> [Supplied data]:
Segment Open
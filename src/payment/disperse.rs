//! Disperse payments: one signature splitting an amount across many recipients.
//!
//! The recipient list is committed to by hash:
//!
//! ```text
//! "{evvmID},dispersePay,{keccak256(abi.encode(toData))},{token},{amount},{priorityFee},{nonce},{priorityFlag},{executor}"
//! ```

use alloy_primitives::{keccak256, Address, Bytes, B256, U256};
use alloy_sol_types::{sol_data, SolType};
use serde::{Deserialize, Serialize};

use crate::domain::evvm::abi::DispersePayMetadata;
use crate::error::{SdkError, SignerError};
use crate::shared::canonical::join_message;
use crate::shared::{CanonicalField, EvmSignature, Priority, Recipient, ZERO_ADDRESS};
use crate::signer::{verify_signer, LocalSigner};

pub const DISPERSE_PAY_FUNCTION: &str = "dispersePay";

/// One entry of a disperse payment.
#[derive(Debug, Clone, PartialEq, Eq, Serialize, Deserialize)]
pub struct DisperseRecipient {
    pub recipient: Recipient,
    pub amount: U256,
}

impl DisperseRecipient {
    pub fn new(recipient: impl Into<Recipient>, amount: U256) -> Self {
        Self {
            recipient: recipient.into(),
            amount,
        }
    }

    pub fn to_metadata(&self) -> DispersePayMetadata {
        DispersePayMetadata {
            amount: self.amount,
            to_address: self.recipient.to_address(),
            to_identity: self.recipient.to_identity().to_string(),
        }
    }
}

/// `keccak256(abi.encode(toData))` over the `DispersePayMetadata[]` tuple list.
pub fn hash_disperse_recipients(recipients: &[DisperseRecipient]) -> B256 {
    let to_data: Vec<DispersePayMetadata> =
        recipients.iter().map(DisperseRecipient::to_metadata).collect();
    keccak256(<sol_data::Array<DispersePayMetadata> as SolType>::abi_encode(&to_data))
}

/// A signable disperse payment.
#[derive(Debug, Clone, PartialEq, Eq, Serialize, Deserialize)]
pub struct DispersePayment {
    pub from: Address,
    pub evvm_id: U256,
    pub recipients: Vec<DisperseRecipient>,
    pub token: Address,
    /// Total dispersed; must equal the sum of recipient amounts.
    pub amount: U256,
    pub priority_fee: U256,
    pub nonce: U256,
    pub priority: Priority,
    pub executor: Address,
    pub signature: Option<EvmSignature>,
}

impl DispersePayment {
    /// Build a disperse payment whose total is the sum of `recipients`.
    pub fn new(
        from: Address,
        evvm_id: U256,
        recipients: Vec<DisperseRecipient>,
        token: Address,
        priority_fee: U256,
        nonce: U256,
        priority: Priority,
    ) -> Result<Self, SdkError> {
        let amount = recipients
            .iter()
            .try_fold(U256::ZERO, |acc, r| acc.checked_add(r.amount))
            .ok_or_else(|| SdkError::Validation("disperse total overflows uint256".to_string()))?;

        let payment = Self {
            from,
            evvm_id,
            recipients,
            token,
            amount,
            priority_fee,
            nonce,
            priority,
            executor: ZERO_ADDRESS,
            signature: None,
        };
        payment.validate()?;
        Ok(payment)
    }

    pub fn with_executor(mut self, executor: Address) -> Self {
        self.executor = executor;
        self
    }

    pub fn validate(&self) -> Result<(), SdkError> {
        if self.recipients.is_empty() {
            return Err(SdkError::Validation(
                "disperse payment needs at least one recipient".to_string(),
            ));
        }
        for r in &self.recipients {
            r.recipient.validate()?;
        }
        let total = self
            .recipients
            .iter()
            .fold(U256::ZERO, |acc, r| acc.saturating_add(r.amount));
        if total != self.amount {
            return Err(SdkError::Validation(format!(
                "disperse total {} does not match recipient sum {}",
                self.amount, total
            )));
        }
        Ok(())
    }

    pub fn recipients_hash(&self) -> B256 {
        hash_disperse_recipients(&self.recipients)
    }

    pub fn message(&self) -> String {
        join_message(
            self.evvm_id,
            DISPERSE_PAY_FUNCTION,
            &[
                self.recipients_hash().canonical(),
                self.token.canonical(),
                self.amount.canonical(),
                self.priority_fee.canonical(),
                self.nonce.canonical(),
                self.priority.flag().canonical(),
                self.executor.canonical(),
            ],
        )
    }

    pub fn is_signed(&self) -> bool {
        self.signature.is_some_and(|s| !s.is_empty())
    }

    pub fn apply_signature(&mut self, signature: EvmSignature) {
        self.signature = Some(signature);
    }

    pub fn sign_local(&mut self, signer: &LocalSigner) -> Result<(), SdkError> {
        if signer.address() != self.from {
            return Err(SdkError::Validation(format!(
                "signer {} is not the payment sender {}",
                signer.address(),
                self.from
            )));
        }
        self.validate()?;
        self.signature = Some(signer.sign_message(&self.message())?);
        Ok(())
    }

    pub fn verify(&self) -> bool {
        match &self.signature {
            Some(sig) => verify_signer(&self.message(), sig, &self.from),
            None => false,
        }
    }

    pub fn signature_bytes(&self) -> Result<Bytes, SdkError> {
        self.signature
            .filter(|s| !s.is_empty())
            .map(|s| s.to_bytes())
            .ok_or_else(|| {
                SdkError::Signer(SignerError::InvalidSignature(
                    "disperse payment is not signed".to_string(),
                ))
            })
    }
}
Segment Closed
> [Task requirements]: Restate word for word the lines of the data above, starting at the line containing "r.recipient.validate()?;" and ending at the line containing "pub fn recipients_hash(&self)", both included, and nothing more.

> [Answer section]:
            r.recipient.validate()?;
        }
        let total = self
            .recipients
            .iter()
            .fold(U256::ZERO, |acc, r| acc.saturating_add(r.amount));
        if total != self.amount {
            return Err(SdkError::Validation(format!(
                "disperse total {} does not match recipient sum {}",
                self.amount, total
            )));
        }
        Ok(())
    }

    pub fn recipients_hash(&self) -> B256 {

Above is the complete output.